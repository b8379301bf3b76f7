//! Panchang assembler: orchestrates the extractor and the fallback
//! calculator and merges their output into one `PanchangRecord`.
//!
//! Merge policy is scraped-nonempty wins, calculated fills every gap, and
//! table metadata attaches to whichever name won. The assembler never raises
//! to its caller: a dead authority site just means the whole record comes
//! from the calculated path. Per request the flow is
//! `TryExtract -> FillFromFallback -> Assembled`; the only retries are the
//! fetcher's own.

use std::collections::{BTreeMap, BTreeSet};

use chrono::NaiveDate;
use tracing::{debug, info, warn};

use crate::extract::{self, ExtractedFields};
use crate::fallback::{self, CalculatedDay};
use crate::models::{
    AuspiciousTimes, DayTimings, DoshaInterval, ElementPeriod, EndDay, InauspiciousTimes,
    Location, Masa, MoonData, PanchangRecord, Provenance, Severity,
};
use crate::sources::{self, LocationQuery};
use crate::timeutil::{minutes_to_time, time_to_minutes, window, MINUTES_PER_DAY};
use crate::{tables, AppState};

// ---

/// Build the record for one request, consulting the process cache first.
/// Infallible toward the caller by design.
pub async fn assemble(state: &AppState, date: NaiveDate, query: &LocationQuery) -> PanchangRecord {
    // ---
    let location = sources::resolve_location(&state.http, &state.config, query).await;
    let key = cache_key(date, &location);

    if let Some(hit) = state.cache.get(&key) {
        debug!("Cache hit for {key}");
        return hit;
    }

    let (sunrise, sunset) =
        sources::fetch_sun_times(&state.http, &state.config, &location, date).await;

    let extracted =
        match extract::fetch_page(&state.http, &state.config, date, &location.name).await {
            Ok(html) => extract::extract_fields(&html),
            Err(e) => {
                warn!("Source unusable, serving fully calculated panchang: {e}");
                ExtractedFields::default()
            }
        };

    let calc = fallback::calculate(date, sunrise, sunset);
    let record = merge_record(date, &location, &extracted, &calc);

    let scraped = record
        .sources
        .values()
        .filter(|p| **p == Provenance::Scraped)
        .count();
    info!(
        "Assembled panchang for {date} at {}: {scraped}/{} fields scraped",
        location.name,
        record.sources.len()
    );

    state.cache.put(&key, record.clone());
    record
}

fn cache_key(date: NaiveDate, location: &Location) -> String {
    // Two decimals is roughly a kilometre; close enough to share a record.
    format!(
        "{date}|{:.2}|{:.2}",
        location.latitude, location.longitude
    )
}

// ---

/// Everything needed to merge one of the four transiting elements.
struct ElementSpec {
    key: &'static str,
    end_key: &'static str,
    calc_index: usize,
    calc_end: i64,
    name_for: fn(usize) -> &'static str,
    meta_for: fn(&str) -> &'static tables::ElementMeta,
    position_of: fn(&str) -> Option<usize>,
}

/// Pure merge of extractor output and calculator output. Exposed so the
/// pipeline can be exercised without any network in tests.
pub fn merge_record(
    date: NaiveDate,
    location: &Location,
    extracted: &ExtractedFields,
    calc: &CalculatedDay,
) -> PanchangRecord {
    // ---
    let mut sources: BTreeMap<String, Provenance> = BTreeMap::new();

    // Sunrise/sunset drive the rollover rule, so settle them first.
    let sunrise = merge_clock(extracted, "sunrise", calc.sunrise, &mut sources);
    let sunset = merge_clock(extracted, "sunset", calc.sunset, &mut sources);
    let moonrise = merge_clock(extracted, "moonrise", calc.moonrise, &mut sources);
    let moonset = merge_clock(extracted, "moonset", calc.moonset, &mut sources);

    let day_length = (sunset - sunrise).rem_euclid(MINUTES_PER_DAY);
    let timings = DayTimings {
        sunrise: minutes_to_time(sunrise),
        sunset: minutes_to_time(sunset),
        solar_noon: minutes_to_time((sunrise + sunset) / 2),
        moonrise: minutes_to_time(moonrise),
        moonset: minutes_to_time(moonset),
        day_length: crate::timeutil::duration_hhmm(day_length),
        night_length: crate::timeutil::duration_hhmm(MINUTES_PER_DAY - day_length),
    };

    let specs = [
        ElementSpec {
            key: "tithi",
            end_key: "tithi_end_time",
            calc_index: calc.tithi_index,
            calc_end: calc.tithi_end,
            name_for: tables::tithi_name,
            meta_for: tables::tithi_meta,
            position_of: tables::tithi_position,
        },
        ElementSpec {
            key: "nakshatra",
            end_key: "nakshatra_end_time",
            calc_index: calc.nakshatra_index,
            calc_end: calc.nakshatra_end,
            name_for: tables::nakshatra_name,
            meta_for: tables::nakshatra_meta,
            position_of: tables::nakshatra_position,
        },
        ElementSpec {
            key: "yoga",
            end_key: "yoga_end_time",
            calc_index: calc.yoga_index,
            calc_end: calc.yoga_end,
            name_for: tables::yoga_name,
            meta_for: tables::yoga_meta,
            position_of: tables::yoga_position,
        },
        ElementSpec {
            key: "karana",
            end_key: "karana_end_time",
            calc_index: calc.karana_index,
            calc_end: calc.karana_end,
            name_for: tables::karana_name,
            meta_for: tables::karana_meta,
            position_of: tables::karana_position,
        },
    ];

    let [tithi, nakshatra, yoga, karana] =
        specs.map(|spec| merge_element(spec, sunrise, extracted, &mut sources));

    // The effective tithi cycle position decides paksha when the page did
    // not state one.
    let tithi_position = tables::tithi_position(&tithi.name).unwrap_or(calc.tithi_index);

    let rashi_name = match extracted.get("rashi") {
        Some(name) => {
            sources.insert("rashi".into(), Provenance::Scraped);
            name.to_string()
        }
        None => {
            sources.insert("rashi".into(), Provenance::Calculated);
            tables::rashi_name(calc.rashi_index).to_string()
        }
    };
    let rashi_meta = tables::rashi_meta(&rashi_name);
    let moon_data = MoonData {
        rashi: rashi_name,
        rashi_lord: rashi_meta.lord.to_string(),
        element: rashi_meta.element.to_string(),
        phase: calc.phase.to_string(),
        illumination_percent: calc.illumination_percent,
    };
    sources.insert("moon_phase".into(), Provenance::Calculated);

    let auspicious_times = AuspiciousTimes {
        abhijit: merge_window(extracted, "abhijit", calc.abhijit.format(), &mut sources),
        brahma_muhurat: calc.brahma_muhurat.format(),
        amrit_kaal: calc.amrit_kaal.format(),
    };
    sources.insert("brahma_muhurat".into(), Provenance::Calculated);
    sources.insert("amrit_kaal".into(), Provenance::Calculated);

    let inauspicious_times = InauspiciousTimes {
        rahu_kaal: merge_window(extracted, "rahu_kaal", calc.rahu_kaal.format(), &mut sources),
        gulika_kaal: merge_window(
            extracted,
            "gulika_kaal",
            calc.gulika_kaal.format(),
            &mut sources,
        ),
        yama_ganda: merge_window(
            extracted,
            "yama_ganda",
            calc.yama_ganda.format(),
            &mut sources,
        ),
    };

    let masa = merge_masa(extracted, calc, tithi_position, &mut sources);

    let festivals = match extracted.get("festivals") {
        Some(list) => {
            sources.insert("festivals".into(), Provenance::Scraped);
            let set: BTreeSet<String> = list
                .split(',')
                .map(str::trim)
                .filter(|s| !s.is_empty())
                .map(String::from)
                .collect();
            set.into_iter().collect()
        }
        None => {
            sources.insert("festivals".into(), Provenance::Calculated);
            calc.festivals.clone()
        }
    };
    sources.insert("vrats".into(), Provenance::Calculated);

    // Affliction intervals always come from the calculated windows, whose
    // construction guarantees sorted, non-overlapping coverage.
    let dosha_intervals = calc
        .dosha_spans
        .iter()
        .map(|span| DoshaInterval {
            start: minutes_to_time(span.start),
            end: minutes_to_time(span.end),
            tags: span.tags.clone(),
            severity: Severity::from_tags(&span.tags),
        })
        .collect();
    sources.insert("dosha_intervals".into(), Provenance::Calculated);

    PanchangRecord {
        date: date.to_string(),
        weekday: date.format("%A").to_string(),
        location: location.clone(),
        tithi,
        nakshatra,
        yoga,
        karana,
        timings,
        moon_data,
        auspicious_times,
        inauspicious_times,
        masa,
        festivals,
        vrats: calc.vrats.clone(),
        dosha_intervals,
        sources,
    }
}

// ---

fn merge_element(
    spec: ElementSpec,
    sunrise: i64,
    extracted: &ExtractedFields,
    sources: &mut BTreeMap<String, Provenance>,
) -> ElementPeriod {
    // ---
    let (name, name_prov) = match extracted.get(spec.key) {
        Some(name) => (name.to_string(), Provenance::Scraped),
        None => (
            (spec.name_for)(spec.calc_index).to_string(),
            Provenance::Calculated,
        ),
    };
    sources.insert(spec.key.to_string(), name_prov);

    let scraped_end = extracted
        .get(spec.end_key)
        .and_then(|t| time_to_minutes(t).ok());
    let (end_minutes, end_prov) = match scraped_end {
        Some(m) => (m as i64, Provenance::Scraped),
        None => (spec.calc_end.rem_euclid(MINUTES_PER_DAY), Provenance::Calculated),
    };
    sources.insert(spec.end_key.to_string(), end_prov);

    // Rollover convention: a transition before sunrise happens tomorrow.
    let end_day = if end_minutes < sunrise {
        EndDay::Tomorrow
    } else {
        EndDay::Today
    };

    let next_index = (spec.position_of)(&name)
        .map(|p| p + 1)
        .unwrap_or(spec.calc_index + 1);
    let meta = (spec.meta_for)(&name);

    ElementPeriod {
        name,
        end_time: minutes_to_time(end_minutes),
        end_day,
        next_name: (spec.name_for)(next_index).to_string(),
        deity: meta.deity.to_string(),
        lord: meta.lord.to_string(),
        meaning: meta.meaning.to_string(),
    }
}

/// Scraped clock time wins when it parses; otherwise the calculated value.
fn merge_clock(
    extracted: &ExtractedFields,
    key: &str,
    calc_minutes: i64,
    sources: &mut BTreeMap<String, Provenance>,
) -> i64 {
    // ---
    match extracted.get(key).and_then(|t| time_to_minutes(t).ok()) {
        Some(m) => {
            sources.insert(key.to_string(), Provenance::Scraped);
            m as i64
        }
        None => {
            sources.insert(key.to_string(), Provenance::Calculated);
            calc_minutes.rem_euclid(MINUTES_PER_DAY)
        }
    }
}

/// Scraped `"HH:MM - HH:MM"` window wins when both ends parse.
fn merge_window(
    extracted: &ExtractedFields,
    key: &str,
    calc_window: String,
    sources: &mut BTreeMap<String, Provenance>,
) -> String {
    // ---
    let scraped = extracted.get(key).and_then(|raw| {
        let (start, end) = raw.split_once('-')?;
        let start = time_to_minutes(start.trim()).ok()?;
        let end = time_to_minutes(end.trim()).ok()?;
        Some(window(start as i64, end as i64))
    });

    match scraped {
        Some(w) => {
            sources.insert(key.to_string(), Provenance::Scraped);
            w
        }
        None => {
            sources.insert(key.to_string(), Provenance::Calculated);
            calc_window
        }
    }
}

fn merge_masa(
    extracted: &ExtractedFields,
    calc: &CalculatedDay,
    tithi_position: usize,
    sources: &mut BTreeMap<String, Provenance>,
) -> Masa {
    // ---
    let scraped_masa = extracted.get("masa").and_then(|name| {
        tables::MASA
            .iter()
            .position(|m| m.eq_ignore_ascii_case(name.trim()))
    });
    let (masa_index, masa_prov) = match scraped_masa {
        Some(i) => (i, Provenance::Scraped),
        None => (calc.masa_index, Provenance::Calculated),
    };
    sources.insert("masa".into(), masa_prov);

    let paksha = match extracted.get("paksha") {
        Some(p) if p.eq_ignore_ascii_case("Shukla") => {
            sources.insert("paksha".into(), Provenance::Scraped);
            "Shukla".to_string()
        }
        Some(p) if p.eq_ignore_ascii_case("Krishna") => {
            sources.insert("paksha".into(), Provenance::Scraped);
            "Krishna".to_string()
        }
        _ => {
            sources.insert("paksha".into(), Provenance::Calculated);
            tables::paksha_for(tithi_position).to_string()
        }
    };

    Masa {
        name: tables::MASA[masa_index].to_string(),
        paksha,
        ayana: calc.ayana.to_string(),
        ritu: tables::RITU[masa_index / 2].to_string(),
    }
}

=======

Instructions to follow: Scan the listing and report each line where the word "first" shows up.

Reply to the exercise:
/// Build the record for one request, consulting the process cache first.
    // Sunrise/sunset drive the rollover rule, so settle them first.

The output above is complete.